However, this is a life that has not been merely a dogged trudge up the hill. Hard work, yes, but also a list of stellar accomplishments and a great deal of curiosity and joy, and an enormous desire to give back to the world some of the bounty that Sandy feels he has received from it. His challenge contest, End Blindness by 2020, may not have ended blindness completely, but it’s brought that goal closer. To quote Churchill, it is “not the end; it is not even the beginning of the end; but it is, perhaps, the end of the beginning.”
Memoirs are what they say they are—accounts of what their writers find good to remember—but there is an implicit hope that the reader will discover something that is good to remember, too. In the case of Sandy Greenberg’s memoirs, the takeaway is surely inspirational. Here is a life well lived, despite a major obstacle that would have stopped a lot of people. It’s not always true that what doesn’t kill you makes you stronger, but it can sometimes be true, and in Sandy’s case it has been.

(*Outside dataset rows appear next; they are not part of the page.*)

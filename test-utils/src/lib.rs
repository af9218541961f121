// SPDX-License-Identifier: Apache-2.0
// Copyright Open Network Fabric Authors

//! Testing utilities for the certification harness

pub mod capture;
pub mod test_info;

pub use capture::{CaptureBuilder, PacketBuilder};
pub use test_info::TestInfoBuilder;

use std::path::Path;
use tracing::debug;

/// Fixture which runs the test with a scratch directory. The directory is
/// removed afterwards, also when the test panics.
///
/// # Panics
///
/// * If the directory can not be created
/// * If the provided function / closure panics
pub fn with_scratch_dir<F: FnOnce(&Path) -> T, T>() -> impl FnOnce(F) -> T {
    move |f: F| {
        #[allow(clippy::expect_used)] // a test without its directory can not run
        let dir = tempfile::Builder::new()
            .prefix("thread-cert-")
            .tempdir()
            .expect("failed to create scratch directory");
        debug!("scratch directory {}", dir.path().display());
        f(dir.path())
    }
}

/// Fixture which writes a test info document and its capture into a scratch
/// directory, and runs the test with the path of the test info document.
///
/// # Panics
///
/// * If the files can not be written
/// * If the provided function / closure panics
pub fn with_test_files<F: FnOnce(&Path) -> T, T>(
    info: TestInfoBuilder,
    capture: CaptureBuilder,
) -> impl FnOnce(F) -> T {
    move |f: F| {
        with_scratch_dir()(move |dir: &Path| {
            let pcap = info.pcap_name();
            #[allow(clippy::expect_used)]
            capture
                .write(&dir.join(&pcap))
                .expect("failed to write capture");
            let path = dir.join("test_info.json");
            #[allow(clippy::expect_used)]
            info.write(&path).expect("failed to write test info");
            f(&path)
        })
    }
}

#[cfg(test)]
mod test {
    use super::*;

    #[test]
    fn scratch_dir_is_removed() {
        let kept = with_scratch_dir()(|dir: &Path| {
            assert!(dir.is_dir());
            dir.to_path_buf()
        });
        assert!(!kept.exists());
    }

    #[test]
    fn test_files_are_written() {
        let info = TestInfoBuilder::new("Cert_Test").node(1, "LEADER", "166e0a0000000001");
        let capture = CaptureBuilder::new().packet(PacketBuilder::wpan(0.5));
        with_test_files(info, capture)(|path: &Path| {
            assert!(path.is_file());
            assert!(path.with_file_name("Cert_Test.json").is_file());
        });
    }
}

Thanks for the memories, Sandy. And for the numerous contributions to the well-being of the human world. Your many friends, and now your many readers, salute you.
—Margaret Atwood
Acknowledgments
No memoir is a solo performance, no matter the teller. We are born out of family histories. We come into a world of cultural influences and are nurtured—or sadly sometimes not—by specific individuals whose influence is inescapable. Teachers leave their imprint on us, as do rabbis, pastors, priests, coaches, mentors, lovers, the entire gestalt of our time and place and the long reach of our traditions. Even if we walk down a road alone, someone else trailblazed the space we travel through.
The blind, though, have a special need for helpers, and for those who have helped me through this life’s journey, the word “acknowledgment” seems far too cold and insufficient to the cause. I prefer “gratitude” because I feel it so frequently and in such abundance—gratitude to those who opened up the world to me while I could still see, gratitude to those who led me back to full personhood once my vision had deserted me, gratitude to those who helped me build an adult life not as a person who could not see but as someone who saw in certain ways even more clearly once his sight was gone, gratitude even to strangers on a train like the compassionate orthopedist who insisted I have a bite of his cookie on that dismal train ride I described in the prologue to this book.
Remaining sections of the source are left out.